■ **What you need to do**: Print all of the data exactly, with no line missing.

■ **Records for this task**:
//! Side-effect boundary.
//!
//! Title, scroll position and analytics are process-wide browser state.
//! The core only touches them through these traits, so the browser layer
//! and the headless document are interchangeable.

use serde::Serialize;

#[derive(Debug, Clone, Copy, PartialEq, Eq, Serialize)]
#[serde(rename_all = "snake_case")]
pub enum ScrollBehavior {
    Instant,
    Smooth,
}

pub trait Document {
    /// Jump to `(0, 0)`.
    fn scroll_to_top(&mut self);

    /// Scroll the element with `id` into view. Returns `false`, without
    /// scrolling, when no such element is attached.
    fn scroll_into_view(&mut self, id: &str, behavior: ScrollBehavior) -> bool;

    fn set_title(&mut self, title: &str);

    /// Replace the URL fragment of the current history entry, keeping its
    /// navigation state.
    fn replace_fragment(&mut self, id: &str);

    /// Toggle smooth scrolling for the whole document.
    fn set_smooth_scrolling(&mut self, enabled: bool);
}

/// Optional page-view collector.
pub trait Analytics {
    fn page_view(&mut self, measurement_id: &str, page_path: &str);
}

■ **Final answer**:
//! Side-effect boundary.
//!
//! Title, scroll position and analytics are process-wide browser state.
//! The core only touches them through these traits, so the browser layer
//! and the headless document are interchangeable.

use serde::Serialize;

#[derive(Debug, Clone, Copy, PartialEq, Eq, Serialize)]
#[serde(rename_all = "snake_case")]
pub enum ScrollBehavior {
    Instant,
    Smooth,
}

pub trait Document {
    /// Jump to `(0, 0)`.
    fn scroll_to_top(&mut self);

    /// Scroll the element with `id` into view. Returns `false`, without
    /// scrolling, when no such element is attached.
    fn scroll_into_view(&mut self, id: &str, behavior: ScrollBehavior) -> bool;

    fn set_title(&mut self, title: &str);

    /// Replace the URL fragment of the current history entry, keeping its
    /// navigation state.
    fn replace_fragment(&mut self, id: &str);

    /// Toggle smooth scrolling for the whole document.
    fn set_smooth_scrolling(&mut self, enabled: bool);
}

/// Optional page-view collector.
pub trait Analytics {
    fn page_view(&mut self, measurement_id: &str, page_path: &str);
}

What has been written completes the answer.